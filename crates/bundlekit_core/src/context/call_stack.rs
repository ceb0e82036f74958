//! Explicit per-thread call stack of declaring types.
//!
//! Code that runs on behalf of a type (an extension factory, a bundle
//! callback) enters a frame for that type; the resolver walks these frames
//! innermost first. Frames are popped by guard drop, so the stack unwinds
//! with the real one even on early return or panic.

use crate::namespace::TypeDescriptor;
use std::cell::RefCell;
use std::marker::PhantomData;
use std::sync::Arc;

thread_local! {
    static FRAMES: RefCell<Vec<Arc<TypeDescriptor>>> = const { RefCell::new(Vec::new()) };
}

/// Snapshot of frames, outermost first.
#[derive(Debug, Clone, Default, PartialEq, Eq)]
pub struct CallStack {
    frames: Vec<Arc<TypeDescriptor>>,
}

impl CallStack {
    pub fn new() -> Self {
        Self::default()
    }

    /// Snapshot of the calling thread's frames.
    pub fn current() -> Self {
        let frames = FRAMES
            .try_with(|frames| frames.borrow().clone())
            .unwrap_or_default();
        Self { frames }
    }

    /// Appends a frame as the new innermost caller.
    pub fn with_frame(mut self, frame: impl Into<Arc<TypeDescriptor>>) -> Self {
        self.frames.push(frame.into());
        self
    }

    /// Frames from the most recent caller outwards.
    pub fn innermost_first(&self) -> impl Iterator<Item = &Arc<TypeDescriptor>> {
        self.frames.iter().rev()
    }

    pub fn depth(&self) -> usize {
        self.frames.len()
    }

    pub fn is_empty(&self) -> bool {
        self.frames.is_empty()
    }
}

/// Pops the frame pushed by [`enter_frame`] when dropped.
#[must_use = "the frame is popped as soon as the guard is dropped"]
pub struct FrameGuard {
    depth: usize,
    _not_send: PhantomData<*const ()>,
}

impl Drop for FrameGuard {
    fn drop(&mut self) {
        let _ = FRAMES.try_with(|frames| frames.borrow_mut().truncate(self.depth));
    }
}

/// Pushes `frame` as the calling thread's innermost frame.
pub fn enter_frame(frame: Arc<TypeDescriptor>) -> FrameGuard {
    let depth = FRAMES.with(|frames| {
        let mut frames = frames.borrow_mut();
        let depth = frames.len();
        frames.push(frame);
        depth
    });
    FrameGuard {
        depth,
        _not_send: PhantomData,
    }
}

struct StackSwap {
    previous: Option<Vec<Arc<TypeDescriptor>>>,
}

impl Drop for StackSwap {
    fn drop(&mut self) {
        if let Some(previous) = self.previous.take() {
            let _ = FRAMES.try_with(|frames| *frames.borrow_mut() = previous);
        }
    }
}

/// Runs `f` with `stack` installed as the thread's frames, then restores the
/// previous frames.
pub fn with_stack<R>(stack: &CallStack, f: impl FnOnce() -> R) -> R {
    let previous = FRAMES.with(|frames| frames.replace(stack.frames.clone()));
    let _swap = StackSwap {
        previous: Some(previous),
    };
    f()
}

--

- _YOUR INSTRUCTIONS_
An exact copy of the lines above, from the one containing "pub fn depth(&self)" through the one containing "pub struct FrameGuard", is the whole of the answer.

- _RESPONSE TO THIS TASK_
    pub fn depth(&self) -> usize {
        self.frames.len()
    }

    pub fn is_empty(&self) -> bool {
        self.frames.is_empty()
    }
}

/// Pops the frame pushed by [`enter_frame`] when dropped.
#[must_use = "the frame is popped as soon as the guard is dropped"]
pub struct FrameGuard {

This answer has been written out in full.